The Defense Nuclear Facilities Safety Board (DNFSB) staff said a review team for Los Alamos National Laboratory management contractor Triad National Security believes “sparking” from a transuranic waste drum, which prompted evacuation of the Technical Area-55 Plutonium Facility-4 in late February, might have been avoided if more care was taken in welding, and if crews had removed prohibited titanium metal fines from the waste stream.
“In our opinion,” the early investigation also suggests more needs to be done to prevent repeats of the February drum breach and radiation leak at the Waste Isolation Pilot Plant (WIPP) in 2014, DNFSB resident inspectors said in a one-page report to the board’s technical director Christopher Roscetti. The DNFSB has devoted much attention in the past couple of years studying drum ignitions at WIPP and a 2018 accident at Idaho National Laboratory.
The Triad review team that briefed managers from the National Nuclear Security Administration (NNSA) said individuals overseeing the Feb. 26 work within Technical Area-55 “did not recognize that welding titanium in an inert glovebox could result in a heightened risk” of spontaneous ignition, according to the DNFSB document. Likewise, crews failed to remove the titanium fines from the transuranic waste steam, it adds.
The Los Alamos incident led the Carlsbad Field Office in New Mexico to suspend transuranic waste shipments from Technical Area-55 Plutonium Facility-4 pending an NNSA investigation. The analysis was not publicly available as of Wednesday afternoon. “The Carlsbad Field Office has not yet authorized the NNSA contractor to resume shipments from the part of Los Alamos where the drum sparking occurred,” a DOE spokesperson at Carlsbad said in a Wednesday email.

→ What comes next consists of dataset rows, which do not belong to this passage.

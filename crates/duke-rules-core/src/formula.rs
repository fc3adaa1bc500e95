//! List formula synthesis
//!
//! A list validation stores its allowed values as a single quoted literal,
//! e.g. `"Yes,No,Maybe"`, which ends up verbatim inside `<formula1>`. The
//! text produced here is therefore already escaped for the markup: `&`,
//! `<` and `>` become entities, and a literal quote is doubled.
//!
//! Spreadsheet applications count characters in UTF-16 code units, so
//! characters outside the basic multilingual plane count twice.
//!
//! ```rust
//! use duke_rules_core::formula::encode_list;
//!
//! assert_eq!(encode_list(&["1", "2", "3"]).unwrap(), "\"1,2,3\"");
//! assert_eq!(encode_list(&["A<", "C\""]).unwrap(), "\"A&lt;,C\"\"\"");
//! ```

use crate::cell::CellRange;
use crate::error::{Error, Result};

/// Maximum width of a list formula, in UTF-16 code units
pub const MAX_FORMULA_WIDTH: usize = 255;

/// Maximum number of items an inline list can hold
pub const MAX_LIST_ITEMS: usize = 256;

/// Separator between inline list items
pub const LIST_SEPARATOR: char = ',';

/// Limits applied when encoding an inline list
#[derive(Debug, Clone, Copy, PartialEq, Eq)]
#[cfg_attr(feature = "serde", derive(serde::Serialize, serde::Deserialize))]
pub struct ListLimits {
    /// Maximum width of one item and of the joined list
    pub max_formula_width: usize,
    /// Maximum number of items
    pub max_items: usize,
}

impl Default for ListLimits {
    fn default() -> Self {
        Self {
            max_formula_width: MAX_FORMULA_WIDTH,
            max_items: MAX_LIST_ITEMS,
        }
    }
}

/// Width of a string in UTF-16 code units
pub fn text_width(s: &str) -> usize {
    s.chars().map(char::len_utf16).sum()
}

/// Replace `&`, `<` and `>` with their entity forms
pub fn escape_markup(s: &str) -> String {
    let mut out = String::with_capacity(s.len());
    for c in s.chars() {
        match c {
            '&' => out.push_str("&amp;"),
            '<' => out.push_str("&lt;"),
            '>' => out.push_str("&gt;"),
            _ => out.push(c),
        }
    }
    out
}

/// Inverse of [`escape_markup`]
pub fn unescape_markup(s: &str) -> String {
    let mut out = String::with_capacity(s.len());
    let mut rest = s;
    while let Some(pos) = rest.find('&') {
        out.push_str(&rest[..pos]);
        rest = &rest[pos..];
        let (decoded, len) = if rest.starts_with("&amp;") {
            ('&', 5)
        } else if rest.starts_with("&lt;") {
            ('<', 4)
        } else if rest.starts_with("&gt;") {
            ('>', 4)
        } else {
            ('&', 1)
        };
        out.push(decoded);
        rest = &rest[len..];
    }
    out.push_str(rest);
    out
}

/// Whether text can be placed into markup verbatim
///
/// `<` and `>` must be escaped and every `&` must start one of the
/// predefined entities or a numeric character reference.
pub fn is_escaped_markup(s: &str) -> bool {
    let mut rest = s;
    while let Some(pos) = rest.find(|c| matches!(c, '&' | '<' | '>')) {
        let tail = &rest[pos..];
        if !tail.starts_with('&') {
            return false;
        }
        let Some(end) = tail.find(';') else {
            return false;
        };
        let name = &tail[1..end];
        if !(matches!(name, "amp" | "lt" | "gt" | "quot" | "apos") || is_char_ref(name)) {
            return false;
        }
        rest = &tail[end + 1..];
    }
    true
}

fn is_char_ref(name: &str) -> bool {
    let Some(number) = name.strip_prefix('#') else {
        return false;
    };
    match number.strip_prefix('x') {
        Some(hex) => !hex.is_empty() && hex.chars().all(|c| c.is_ascii_hexdigit()),
        None => !number.is_empty() && number.chars().all(|c| c.is_ascii_digit()),
    }
}

/// Escape one inline list item
fn escape_item(item: &str) -> String {
    escape_markup(item).replace('"', "\"\"")
}

/// Encode an inline list with the default [`ListLimits`]
pub fn encode_list<S: AsRef<str>>(items: &[S]) -> Result<String> {
    encode_list_with(items, &ListLimits::default())
}

/// Encode an inline list as a quoted formula literal
///
/// A list made of exactly one item starting with `=` is a formula
/// reference (`=Sheet2!$A$1:$A$9`, `=INDIRECT(A1)`): the `=` is dropped
/// and the rest used as is, apart from entity escaping. The `=` still
/// counts against the width limit.
///
/// Items are joined as given, so an item holding the separator reads
/// back as several items (see [`decode_list`]).
///
/// Widths are measured on the item text itself; the entity escaping is
/// markup transport and does not count against the limit.
pub fn encode_list_with<S: AsRef<str>>(items: &[S], limits: &ListLimits) -> Result<String> {
    if items.len() > limits.max_items {
        return Err(Error::FormulaTooLong {
            actual: items.len(),
            max: limits.max_items,
            unit: "items",
        });
    }

    if let [only] = items {
        if only.as_ref().starts_with('=') {
            return encode_reference(only.as_ref(), limits);
        }
    }

    let mut total = items.len().saturating_sub(1);
    for (index, item) in items.iter().enumerate() {
        let item = item.as_ref();
        let width = text_width(item);
        if width > limits.max_formula_width {
            return Err(Error::FormulaFieldTooLong {
                item: index,
                width,
                max: limits.max_formula_width,
            });
        }
        total += width;
    }

    if total > limits.max_formula_width {
        return Err(Error::FormulaTooLong {
            actual: total,
            max: limits.max_formula_width,
            unit: "characters",
        });
    }

    let body = items
        .iter()
        .map(|item| escape_item(item.as_ref()))
        .collect::<Vec<_>>()
        .join(",");
    Ok(format!("\"{}\"", body))
}

/// `formula` still carries its leading `=`
fn encode_reference(formula: &str, limits: &ListLimits) -> Result<String> {
    let width = text_width(formula);
    if width > limits.max_formula_width {
        return Err(Error::FormulaFieldTooLong {
            item: 0,
            width,
            max: limits.max_formula_width,
        });
    }
    let reference = formula.strip_prefix('=').unwrap_or(formula);
    if reference.trim().is_empty() {
        return Err(Error::invalid_operand("empty formula reference"));
    }
    Ok(escape_markup(reference))
}

/// Decode a quoted inline list back into its items
///
/// Returns `None` when the formula is not a quoted literal (a reference
/// or a range source). The empty literal `""` decodes to no items.
///
/// The literal is split on every separator, so an encoded item that
/// contained one comes back as several items: `["Yes,No", "Maybe"]`
/// decodes to `["Yes", "No", "Maybe"]`.
pub fn decode_list(formula: &str) -> Option<Vec<String>> {
    let inner = formula.strip_prefix('"')?.strip_suffix('"')?;
    if inner.is_empty() {
        return Some(Vec::new());
    }
    Some(
        inner
            .split(LIST_SEPARATOR)
            .map(|item| unescape_markup(&item.replace("\"\"", "\"")))
            .collect(),
    )
}

/// Absolute reference to a cell range used as a list source (`$E$1:$E$3`)
pub fn encode_range(range: &CellRange) -> String {
    range.to_absolute().to_a1_string()
}

/// Absolute reference to a cell range on another sheet (`'Q1 Data'!$A$1:$A$9`)
pub fn encode_sheet_range(sheet: &str, range: &CellRange) -> String {
    let plain = sheet
        .chars()
        .all(|c| c.is_alphanumeric() || c == '_' || c == '.')
        && !sheet.starts_with(|c: char| c.is_ascii_digit());
    let sheet = if plain {
        sheet.to_string()
    } else {
        format!("'{}'", sheet.replace('\'', "''"))
    };
    escape_markup(&format!("{}!{}", sheet, encode_range(range)))
}

#[cfg(test)]
mod tests {
    use super::*;
    use pretty_assertions::assert_eq;

    #[test]
    fn test_plain_list() {
        assert_eq!(encode_list(&["1", "2", "3"]).unwrap(), "\"1,2,3\"");
    }

    #[test]
    fn test_reserved_characters() {
        let items = ["A<", "B>", "C\"", "D\t", "E'", "F"];
        assert_eq!(
            encode_list(&items).unwrap(),
            "\"A&lt;,B&gt;,C\"\",D\t,E',F\""
        );
    }

    #[test]
    fn test_formula_reference() {
        assert_eq!(encode_list(&["=A1"]).unwrap(), "A1");
        assert_eq!(
            encode_list(&["=IF(A1<2,B1:B3,C1:C3)"]).unwrap(),
            "IF(A1&lt;2,B1:B3,C1:C3)"
        );
        assert!(encode_list(&["="]).is_err());
    }

    #[test]
    fn test_formula_reference_width_counts_the_equals_sign() {
        let at_limit = format!("={}", "a".repeat(MAX_FORMULA_WIDTH - 1));
        assert_eq!(encode_list(&[at_limit]).unwrap(), "a".repeat(MAX_FORMULA_WIDTH - 1));

        let over = format!("={}", "a".repeat(MAX_FORMULA_WIDTH));
        assert!(matches!(
            encode_list(&[over]),
            Err(Error::FormulaFieldTooLong { item: 0, width: 256, max: 255 })
        ));
    }

    #[test]
    fn test_empty_list_and_duplicates() {
        let empty: [&str; 0] = [];
        assert_eq!(encode_list(&empty).unwrap(), "\"\"");
        assert_eq!(encode_list(&["a", "a"]).unwrap(), "\"a,a\"");
    }

    #[test]
    fn test_width_counts_code_units() {
        assert_eq!(text_width("abc"), 3);
        assert_eq!(text_width("\u{4E00}"), 1);
        assert_eq!(text_width("\u{1F600}"), 2);
    }

    #[test]
    fn test_widths_at_the_limit_are_accepted() {
        assert!(encode_list(&["&".repeat(MAX_FORMULA_WIDTH)]).is_ok());
        assert!(encode_list(&["\u{4E00}".repeat(MAX_FORMULA_WIDTH)]).is_ok());
        let mixed = [
            "\u{1F600}".repeat(100),
            "\u{4E01}".repeat(50),
            "<&>".to_string(),
        ];
        assert!(encode_list(&mixed).is_ok());
        assert!(encode_list(&vec![""; MAX_LIST_ITEMS]).is_ok());
    }

    #[test]
    fn test_single_item_too_wide() {
        for item in [
            "s".repeat(256),
            "\u{4E00}".repeat(256),
            "\u{1F600}".repeat(128),
        ] {
            assert!(matches!(
                encode_list(&[item]),
                Err(Error::FormulaFieldTooLong { item: 0, width: 256, max: 255 })
            ));
        }
    }

    #[test]
    fn test_joined_list_too_wide() {
        let items = ["\u{1F600}".repeat(127), "s".to_string()];
        assert!(matches!(
            encode_list(&items),
            Err(Error::FormulaTooLong { actual: 256, max: 255, .. })
        ));
    }

    #[test]
    fn test_too_many_items() {
        for count in [257, 258] {
            assert!(matches!(
                encode_list(&vec![""; count]),
                Err(Error::FormulaTooLong { unit: "items", .. })
            ));
        }
    }

    #[test]
    fn test_custom_limits() {
        let limits = ListLimits {
            max_formula_width: 5,
            max_items: 2,
        };
        assert!(encode_list_with(&["ab", "cd"], &limits).is_ok());
        assert!(encode_list_with(&["ab", "cde"], &limits).is_err());
        assert!(encode_list_with(&["a", "b", "c"], &limits).is_err());
    }

    #[test]
    fn test_separator_in_item_is_joined_as_is() {
        let formula = encode_list(&["Yes,No", "Maybe"]).unwrap();
        assert_eq!(formula, "\"Yes,No,Maybe\"");
        assert_eq!(decode_list(&formula).unwrap(), vec!["Yes", "No", "Maybe"]);
    }

    #[test]
    fn test_decode_list() {
        let items = vec!["A<", "B>", "C\"", "&lt;", "E'"];
        let formula = encode_list(&items).unwrap();
        assert_eq!(decode_list(&formula).unwrap(), items);
        assert_eq!(decode_list("\"\"").unwrap(), Vec::<String>::new());
        assert_eq!(decode_list("$A$1:$A$3"), None);
    }

    #[test]
    fn test_is_escaped_markup() {
        assert!(is_escaped_markup("A1"));
        assert!(is_escaped_markup("B1&lt;C1"));
        assert!(is_escaped_markup("&amp;&gt;&quot;&apos;&#60;&#x3C;"));
        assert!(is_escaped_markup(&escape_markup("D1&E1<>")));

        assert!(!is_escaped_markup("B1<C1"));
        assert!(!is_escaped_markup("B1>C1"));
        assert!(!is_escaped_markup("D1&E1"));
        assert!(!is_escaped_markup("&nbsp;"));
        assert!(!is_escaped_markup("&#;"));
        assert!(!is_escaped_markup("&#xZZ;"));
    }

    #[test]
    fn test_unescape_leaves_stray_ampersands() {
        assert_eq!(unescape_markup("a & b &amp;lt;"), "a & b &lt;");
    }

    #[test]
    fn test_encode_ranges() {
        let range = CellRange::parse("E1:E3").unwrap();
        assert_eq!(encode_range(&range), "$E$1:$E$3");
        assert_eq!(encode_sheet_range("Sheet2", &range), "Sheet2!$E$1:$E$3");
        assert_eq!(
            encode_sheet_range("Bob's data", &range),
            "'Bob''s data'!$E$1:$E$3"
        );
        assert_eq!(encode_sheet_range("2024", &range), "'2024'!$E$1:$E$3");
    }
}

WIPP is still taking legacy transuranic waste from contractor Newport News Nuclear BWXT-Los Alamos (N3B) shipped from the Radioassay and Nondestructive Testing facility at the laboratory, according to the DNFSB memo.
“The laboratory is pursuing a variety of corrective actions,” said a lab spokesperson in a Tuesday email. These include additional characterization steps aimed at detecting ignition hazards, ensuring material that might pose a combustion risk is safe before it leaves the glovebox and additional training, the spokesperson said.